Weiblicher und linker ist die Stadt Bern nach den Wahlen vom Sonntag geworden. Die Zahlen sind eindrücklich:
- 55 der 80 Mitglieder des Stadtparlaments sind weiblich (+9 Sitze).
- 63.7 Wähleranteil haben die Linken (+1.9 Prozentpunkte).
Für die Bürgerlichen war der Wahlsonntag ein Debakel. FDP und SVP büssten je zwei Sitze ein. Zwar verloren auch die SP und die Grüne Freie Liste je einen, diese Sitze blieben jedoch bei den Linken. Die Sitze von FDP und SVP gingen primär an die Grünliberalen, einen an die Jungfreisinnigen.
Junge scheinen es besser zu machen
Die Jungen konnten indes bei den Wahlen in allen Lagern zulegen. Die Junge Alternative, die Jungen Grünliberalen und auch die Jungfreisinnigen verbuchten je einen zusätzlichen Sitz.

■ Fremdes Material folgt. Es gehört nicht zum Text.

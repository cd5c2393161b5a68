//! Splits an end-to-end compression ratio into the part won by re-encoding
//! the data and the part won by the compressor:
//!
//! ```text
//! final = baseline / compressed
//!       = (baseline / uncompressed) * (uncompressed / compressed)
//!       = format_efficiency * algorithm_effectiveness
//! ```

use crate::baseline::Baseline;
use crate::config::FamilyTable;
use crate::extract::{select, Point, SeriesKey};
use crate::record::Record;
use tracing::warn;

/// One of the three quantities produced by the decomposition
#[derive(Debug, Clone, Copy, PartialEq, Eq, Hash)]
pub enum Factor {
    /// Reference bytes over the variant's own bytes, before compression
    FormatEfficiency,
    /// The variant's own bytes over its compressed bytes
    AlgorithmEffectiveness,
    /// Reference bytes over compressed bytes
    FinalRatio,
}

impl Factor {
    pub fn all() -> &'static [Factor] {
        &[
            Factor::FormatEfficiency,
            Factor::AlgorithmEffectiveness,
            Factor::FinalRatio,
        ]
    }

    pub fn slug(&self) -> &'static str {
        match self {
            Factor::FormatEfficiency => "format_efficiency",
            Factor::AlgorithmEffectiveness => "algorithm_effectiveness",
            Factor::FinalRatio => "final_ratio",
        }
    }

    pub fn axis_label(&self) -> &'static str {
        match self {
            Factor::FormatEfficiency => "Format Efficiency (reference raw / format raw)",
            Factor::AlgorithmEffectiveness => "Algorithm Effectiveness (format raw / compressed)",
            Factor::FinalRatio => "Compression Ratio (reference raw / compressed)",
        }
    }
}

/// The three factor series for one (dataset, variant, algorithm)
#[derive(Debug, Clone, Default, PartialEq)]
pub struct Decomposition {
    pub format_efficiency: Vec<Point>,
    pub algorithm_effectiveness: Vec<Point>,
    pub final_ratio: Vec<Point>,
    complete: Vec<DecomposedPoint>,
}

/// All three factors at one batch size
#[derive(Debug, Clone, Copy, PartialEq)]
pub struct DecomposedPoint {
    pub batch_size: u64,
    pub format_efficiency: f64,
    pub algorithm_effectiveness: f64,
    pub final_ratio: f64,
}

impl DecomposedPoint {
    /// Relative gap between `final_ratio` and the product of the two factors
    pub fn identity_error(&self) -> f64 {
        let product = self.format_efficiency * self.algorithm_effectiveness;
        if self.final_ratio == 0.0 {
            return product.abs();
        }
        ((self.final_ratio - product) / self.final_ratio).abs()
    }
}

impl Decomposition {
    pub fn is_empty(&self) -> bool {
        self.format_efficiency.is_empty()
            && self.algorithm_effectiveness.is_empty()
            && self.final_ratio.is_empty()
    }

    pub fn series(&self, factor: Factor) -> &[Point] {
        match factor {
            Factor::FormatEfficiency => &self.format_efficiency,
            Factor::AlgorithmEffectiveness => &self.algorithm_effectiveness,
            Factor::FinalRatio => &self.final_ratio,
        }
    }

    /// Records that produced all three factors, in batch size order
    pub fn points(&self) -> &[DecomposedPoint] {
        &self.complete
    }
}

#[derive(Debug, Clone, Copy)]
pub struct Decomposer<'a> {
    records: &'a [Record],
    families: &'a FamilyTable,
}

impl<'a> Decomposer<'a> {
    pub fn new(records: &'a [Record], families: &'a FamilyTable) -> Self {
        Self { records, families }
    }

    /// Decompose every batch size of `key` that has a reference record.
    ///
    /// A dataset without reference records yields an empty decomposition.
    /// Records lacking `key.algorithm` contribute no point to any factor, so
    /// the three series always cover the same batch sizes.
    pub fn decompose(&self, key: &SeriesKey) -> Decomposition {
        let baseline =
            Baseline::resolve_for_variant(self.records, &key.dataset, &key.variant, self.families);
        let mut decomposition = Decomposition::default();
        if baseline.is_empty() {
            return decomposition;
        }

        for record in select(self.records, &key.dataset, &key.variant) {
            let Some(reference) = baseline.get(record.batch_size) else {
                continue;
            };
            let Some(result) = record.algorithm(&key.algorithm) else {
                continue;
            };
            let bs = record.batch_size;

            if record.uncompressed_bytes == 0 || result.compressed_bytes == 0 {
                warn!(
                    dataset = %record.dataset,
                    variant = %record.variant,
                    algorithm = %key.algorithm,
                    batch_size = bs,
                    uncompressed_bytes = record.uncompressed_bytes,
                    compressed_bytes = result.compressed_bytes,
                    "zero byte count, skipping decomposition point"
                );
                continue;
            }

            let uncompressed = record.uncompressed_bytes as f64;
            let compressed = result.compressed_bytes as f64;
            let point = DecomposedPoint {
                batch_size: bs,
                format_efficiency: reference as f64 / uncompressed,
                algorithm_effectiveness: uncompressed / compressed,
                final_ratio: reference as f64 / compressed,
            };
            decomposition
                .format_efficiency
                .push(Point::new(bs, point.format_efficiency));
            decomposition
                .algorithm_effectiveness
                .push(Point::new(bs, point.algorithm_effectiveness));
            decomposition
                .final_ratio
                .push(Point::new(bs, point.final_ratio));
            decomposition.complete.push(point);
        }

        decomposition
    }
}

Wir bringen eher auf den Punkt, was wir wollen.
Was beim Freisinn die Älteren nicht schafften, gelang also den Jungen. Dank ihnen verliert die FDP im Stadtrat unter dem Strich nur einen Sitz. «Wir sind fassbarer und bringen eher auf den Punkt, was wir wollen», sagt die neu gewählte Florence Schmid der Jungfreisinnigen.
Die etablierte FDP stehe zwar für dieselben Werte ein, könne dies aber weniger gut rüberbringen. «Mit uns kann man sich wohl eher identifizieren», meint die Juristin mit Jahrgang 1990.
In Sachen Kommunikation seien die Jungen tatsächlich fit und pointiert, meint Politologe Mark Balsiger. Das Engagement derJungen in der Klubszene hole Junge ab: «Damit schaffen sie aber keine Trendwende.»
Zusammenarbeit mit der Mitte
Spätestens seit dem Jahr 2000 geht es für die FDP in der Stadt Bern nur abwärts. 2016 stagnierte ihre Sitzzahl im Stadtrat. Ihr Vertreter der Stadtregierung wurde jedoch abgewählt. Der Knick im Jahr 2000 scheint sinnbildlich.
Die Kurven von FDP und SVP haben in dem Moment zu sinken begonnen, als die Grünliberalen und auch mehrere grüne Parteien zulegten. Zwar verlor auch die SP damals, sie konnte sich in den letzten Jahren jedoch erholen.
Es stellt sich deshalb die Frage: Müssten sich die Bürgerlichen mehr in Richtung Mitte orientieren?
«Ja», sagt der gescheiterte SVP-Gemeinderatskandidat Thomas Fuchs. «Sonst werden wir noch schlechter.» Mit einem Bürgerlich-Grün-Mitte-Bündnis hätte man bei den Wahlen zwei Sitze in der Stadtregierung geholt, sagt auch FDP-Präsident Christoph Zimmerli.
Ein Bündnis mit der SVP würden unsere Wähler nicht verstehen.
Die GLP machte jedoch bereits vor den Wahlen die Türe zu und bekräftigt dies nun: «Ich würde nicht gerade sagen, dass dies politischer Selbstmord ist, aber unsere Wählerinnen und Wähler würden das nicht verstehen», sagt GLP-Präsidentin Gabriela Blatter.
Zwar sind die Linken in der Stadt Bern auch der GLP zu stark, das rechtfertige jedoch keinen Zusammenschluss mit der SVP, so Blatter. Ein Bündnis mit der FDP hingegen schliesst Blatter nicht gänzlich aus.
Der Berner FDP-Präsident Christoph Zimmerli gesteht ein: «Wenn wir künftig wieder gewinnen wollen, müssen wir uns anders positionieren.» Die Frage sei, ob man noch glaubwürdig sei, wenn man sich zu weit von der nationalen Partei bewegt.
Wenn wir künftig wieder gewinnen wollen, müssen wir uns anders positionieren.
Das scheint bereits in der Stadt Bern umstritten. Der gescheiterte FDP-Gemeinderatskandidat Bernhard Eicher ist skeptisch: «Man hat Überzeugungen und soll nicht andere Parteien kopieren.» Es gelte auch, die Stammwählerschaft nicht zu verlieren.
Kein Frauenproblem
Die Stammwählerschaft wird jedoch immer kleiner. An zu wenig Frauen scheint es nicht zu liegen. Zumindest bei der FDP nicht. Während die SVP keine einzige Frau stellt, sind von den acht FDP-Mitgliedern im Stadtrat sieben Frauen.